:: Exercise input ::

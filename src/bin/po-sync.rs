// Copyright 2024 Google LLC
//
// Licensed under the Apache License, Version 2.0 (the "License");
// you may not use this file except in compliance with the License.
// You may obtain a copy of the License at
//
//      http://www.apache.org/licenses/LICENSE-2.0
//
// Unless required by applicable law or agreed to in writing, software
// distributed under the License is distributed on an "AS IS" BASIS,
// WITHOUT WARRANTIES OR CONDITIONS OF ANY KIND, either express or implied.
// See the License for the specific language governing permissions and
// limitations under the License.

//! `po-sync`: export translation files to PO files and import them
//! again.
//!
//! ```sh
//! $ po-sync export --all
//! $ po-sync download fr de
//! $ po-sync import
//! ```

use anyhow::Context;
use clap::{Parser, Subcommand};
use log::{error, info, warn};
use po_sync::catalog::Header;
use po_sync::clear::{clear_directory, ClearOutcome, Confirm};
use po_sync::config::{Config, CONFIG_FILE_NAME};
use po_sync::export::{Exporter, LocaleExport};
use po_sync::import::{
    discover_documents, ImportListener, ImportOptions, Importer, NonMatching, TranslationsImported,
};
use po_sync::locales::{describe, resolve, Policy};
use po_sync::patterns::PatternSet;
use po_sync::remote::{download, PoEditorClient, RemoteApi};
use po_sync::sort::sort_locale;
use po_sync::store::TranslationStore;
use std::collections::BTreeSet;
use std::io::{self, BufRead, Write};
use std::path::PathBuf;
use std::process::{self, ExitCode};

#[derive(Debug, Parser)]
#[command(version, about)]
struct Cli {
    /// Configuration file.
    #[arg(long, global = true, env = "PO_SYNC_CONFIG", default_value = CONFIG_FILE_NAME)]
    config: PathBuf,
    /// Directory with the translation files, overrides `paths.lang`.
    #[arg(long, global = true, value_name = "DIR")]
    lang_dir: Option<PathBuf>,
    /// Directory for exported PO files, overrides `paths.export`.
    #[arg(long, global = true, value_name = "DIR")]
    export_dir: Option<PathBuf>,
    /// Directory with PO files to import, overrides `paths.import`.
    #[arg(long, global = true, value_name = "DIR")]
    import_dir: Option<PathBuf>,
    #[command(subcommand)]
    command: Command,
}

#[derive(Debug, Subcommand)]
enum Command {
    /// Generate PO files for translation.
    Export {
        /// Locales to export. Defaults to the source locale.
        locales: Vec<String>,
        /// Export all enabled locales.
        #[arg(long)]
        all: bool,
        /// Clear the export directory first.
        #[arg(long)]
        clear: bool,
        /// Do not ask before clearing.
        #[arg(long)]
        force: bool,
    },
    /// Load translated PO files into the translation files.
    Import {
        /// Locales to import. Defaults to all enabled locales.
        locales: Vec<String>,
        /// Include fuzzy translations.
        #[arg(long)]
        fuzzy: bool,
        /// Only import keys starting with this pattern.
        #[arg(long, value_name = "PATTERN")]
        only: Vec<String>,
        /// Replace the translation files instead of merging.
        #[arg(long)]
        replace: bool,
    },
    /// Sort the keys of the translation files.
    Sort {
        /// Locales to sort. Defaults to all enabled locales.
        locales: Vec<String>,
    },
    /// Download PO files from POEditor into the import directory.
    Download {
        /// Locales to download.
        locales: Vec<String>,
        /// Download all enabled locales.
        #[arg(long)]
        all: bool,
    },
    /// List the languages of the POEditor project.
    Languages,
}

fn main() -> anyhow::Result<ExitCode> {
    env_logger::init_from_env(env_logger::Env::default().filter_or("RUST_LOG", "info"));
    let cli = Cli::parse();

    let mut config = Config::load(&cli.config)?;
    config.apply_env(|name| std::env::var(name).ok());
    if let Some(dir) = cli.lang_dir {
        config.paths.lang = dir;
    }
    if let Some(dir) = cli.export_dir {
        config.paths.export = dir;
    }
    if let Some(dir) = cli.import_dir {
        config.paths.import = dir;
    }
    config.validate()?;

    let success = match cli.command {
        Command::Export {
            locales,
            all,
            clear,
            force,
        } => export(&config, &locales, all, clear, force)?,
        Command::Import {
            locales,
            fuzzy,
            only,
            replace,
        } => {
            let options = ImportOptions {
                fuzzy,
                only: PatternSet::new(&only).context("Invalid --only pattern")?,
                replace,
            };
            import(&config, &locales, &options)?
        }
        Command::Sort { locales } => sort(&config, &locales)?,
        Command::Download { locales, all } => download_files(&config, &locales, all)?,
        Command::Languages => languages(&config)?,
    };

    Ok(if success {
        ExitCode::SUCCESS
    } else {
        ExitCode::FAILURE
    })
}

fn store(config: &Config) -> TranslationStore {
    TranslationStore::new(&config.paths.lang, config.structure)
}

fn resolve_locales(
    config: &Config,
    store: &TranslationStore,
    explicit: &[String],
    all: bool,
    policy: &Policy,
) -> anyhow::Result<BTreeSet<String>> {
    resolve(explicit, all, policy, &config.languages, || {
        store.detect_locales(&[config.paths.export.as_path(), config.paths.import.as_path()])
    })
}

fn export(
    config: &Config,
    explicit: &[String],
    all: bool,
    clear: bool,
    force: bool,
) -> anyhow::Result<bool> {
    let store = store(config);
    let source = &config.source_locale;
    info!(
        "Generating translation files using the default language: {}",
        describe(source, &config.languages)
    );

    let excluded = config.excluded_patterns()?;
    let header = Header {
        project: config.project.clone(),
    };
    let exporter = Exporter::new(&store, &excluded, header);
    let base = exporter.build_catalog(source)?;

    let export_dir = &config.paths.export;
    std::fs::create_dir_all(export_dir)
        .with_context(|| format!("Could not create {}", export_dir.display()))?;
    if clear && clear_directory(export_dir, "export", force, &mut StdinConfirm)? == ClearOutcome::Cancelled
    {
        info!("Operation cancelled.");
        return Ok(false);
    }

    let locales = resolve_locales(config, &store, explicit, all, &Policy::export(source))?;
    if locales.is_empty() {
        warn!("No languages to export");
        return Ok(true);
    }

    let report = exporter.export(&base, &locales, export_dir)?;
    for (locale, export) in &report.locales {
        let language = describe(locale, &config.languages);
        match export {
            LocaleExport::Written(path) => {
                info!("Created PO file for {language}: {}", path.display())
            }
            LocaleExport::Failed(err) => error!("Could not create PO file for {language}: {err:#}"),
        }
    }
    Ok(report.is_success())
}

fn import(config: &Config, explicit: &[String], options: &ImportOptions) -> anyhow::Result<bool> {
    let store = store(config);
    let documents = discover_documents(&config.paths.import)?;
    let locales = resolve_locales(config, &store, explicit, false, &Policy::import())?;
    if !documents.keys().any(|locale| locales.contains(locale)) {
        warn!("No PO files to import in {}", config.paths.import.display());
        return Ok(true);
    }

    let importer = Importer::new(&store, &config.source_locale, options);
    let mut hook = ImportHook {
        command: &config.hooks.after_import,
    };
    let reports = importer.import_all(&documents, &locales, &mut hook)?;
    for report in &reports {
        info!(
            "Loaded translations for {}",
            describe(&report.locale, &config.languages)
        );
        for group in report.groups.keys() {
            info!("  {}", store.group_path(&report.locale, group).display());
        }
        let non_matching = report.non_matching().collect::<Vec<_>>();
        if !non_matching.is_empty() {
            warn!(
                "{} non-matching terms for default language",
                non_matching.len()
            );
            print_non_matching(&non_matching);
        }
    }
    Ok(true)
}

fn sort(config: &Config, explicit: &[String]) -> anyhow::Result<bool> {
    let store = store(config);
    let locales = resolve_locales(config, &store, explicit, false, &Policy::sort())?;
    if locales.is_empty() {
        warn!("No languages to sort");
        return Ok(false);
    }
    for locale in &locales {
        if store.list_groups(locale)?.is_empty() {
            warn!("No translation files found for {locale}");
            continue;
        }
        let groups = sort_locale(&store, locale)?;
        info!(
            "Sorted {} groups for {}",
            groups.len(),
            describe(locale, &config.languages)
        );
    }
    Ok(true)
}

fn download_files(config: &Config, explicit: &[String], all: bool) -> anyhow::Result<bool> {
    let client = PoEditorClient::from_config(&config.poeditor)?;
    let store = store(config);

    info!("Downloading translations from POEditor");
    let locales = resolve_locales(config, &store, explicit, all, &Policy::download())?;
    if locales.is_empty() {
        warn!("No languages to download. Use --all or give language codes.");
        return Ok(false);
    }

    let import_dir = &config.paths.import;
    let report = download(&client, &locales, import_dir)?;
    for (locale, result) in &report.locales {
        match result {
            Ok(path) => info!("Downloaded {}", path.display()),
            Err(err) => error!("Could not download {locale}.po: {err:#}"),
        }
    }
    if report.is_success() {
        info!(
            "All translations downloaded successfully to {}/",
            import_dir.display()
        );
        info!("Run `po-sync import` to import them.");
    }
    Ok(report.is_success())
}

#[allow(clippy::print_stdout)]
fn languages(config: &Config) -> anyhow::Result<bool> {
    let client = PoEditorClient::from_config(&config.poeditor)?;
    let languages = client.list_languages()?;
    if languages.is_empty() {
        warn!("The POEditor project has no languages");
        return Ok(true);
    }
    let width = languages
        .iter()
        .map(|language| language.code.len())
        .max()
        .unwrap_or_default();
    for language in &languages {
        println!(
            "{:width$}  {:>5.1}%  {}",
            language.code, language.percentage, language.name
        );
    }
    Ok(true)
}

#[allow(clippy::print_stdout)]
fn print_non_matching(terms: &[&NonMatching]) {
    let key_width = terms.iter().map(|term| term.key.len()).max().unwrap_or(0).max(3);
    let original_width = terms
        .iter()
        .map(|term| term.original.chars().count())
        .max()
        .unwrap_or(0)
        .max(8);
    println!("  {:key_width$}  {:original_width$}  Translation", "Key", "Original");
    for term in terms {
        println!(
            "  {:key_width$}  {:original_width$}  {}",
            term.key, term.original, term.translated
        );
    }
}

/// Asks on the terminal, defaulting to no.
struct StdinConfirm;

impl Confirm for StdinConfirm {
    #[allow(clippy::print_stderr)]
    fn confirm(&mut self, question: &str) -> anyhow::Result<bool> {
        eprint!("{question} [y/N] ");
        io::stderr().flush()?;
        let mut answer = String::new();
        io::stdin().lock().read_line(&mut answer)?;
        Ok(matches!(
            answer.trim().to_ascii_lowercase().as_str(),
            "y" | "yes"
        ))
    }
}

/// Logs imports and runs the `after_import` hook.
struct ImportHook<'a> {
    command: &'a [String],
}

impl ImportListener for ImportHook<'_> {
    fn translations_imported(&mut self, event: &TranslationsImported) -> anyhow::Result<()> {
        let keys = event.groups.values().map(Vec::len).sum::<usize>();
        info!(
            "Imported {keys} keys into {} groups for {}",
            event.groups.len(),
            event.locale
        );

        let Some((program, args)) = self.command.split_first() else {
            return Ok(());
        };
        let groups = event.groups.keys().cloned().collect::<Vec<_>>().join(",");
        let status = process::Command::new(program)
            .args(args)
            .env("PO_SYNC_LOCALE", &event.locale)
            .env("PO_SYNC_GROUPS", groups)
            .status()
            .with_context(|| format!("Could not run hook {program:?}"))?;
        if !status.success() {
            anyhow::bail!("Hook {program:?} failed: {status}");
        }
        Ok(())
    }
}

:::

▶ **To do**
Only the lines above starting at the line that holds "let cli = Cli::parse();" and ending at the line that holds "config.paths.import = dir;" are to be repeated, exactly and in full.

▶ **Answer box**
    let cli = Cli::parse();

    let mut config = Config::load(&cli.config)?;
    config.apply_env(|name| std::env::var(name).ok());
    if let Some(dir) = cli.lang_dir {
        config.paths.lang = dir;
    }
    if let Some(dir) = cli.export_dir {
        config.paths.export = dir;
    }
    if let Some(dir) = cli.import_dir {
        config.paths.import = dir;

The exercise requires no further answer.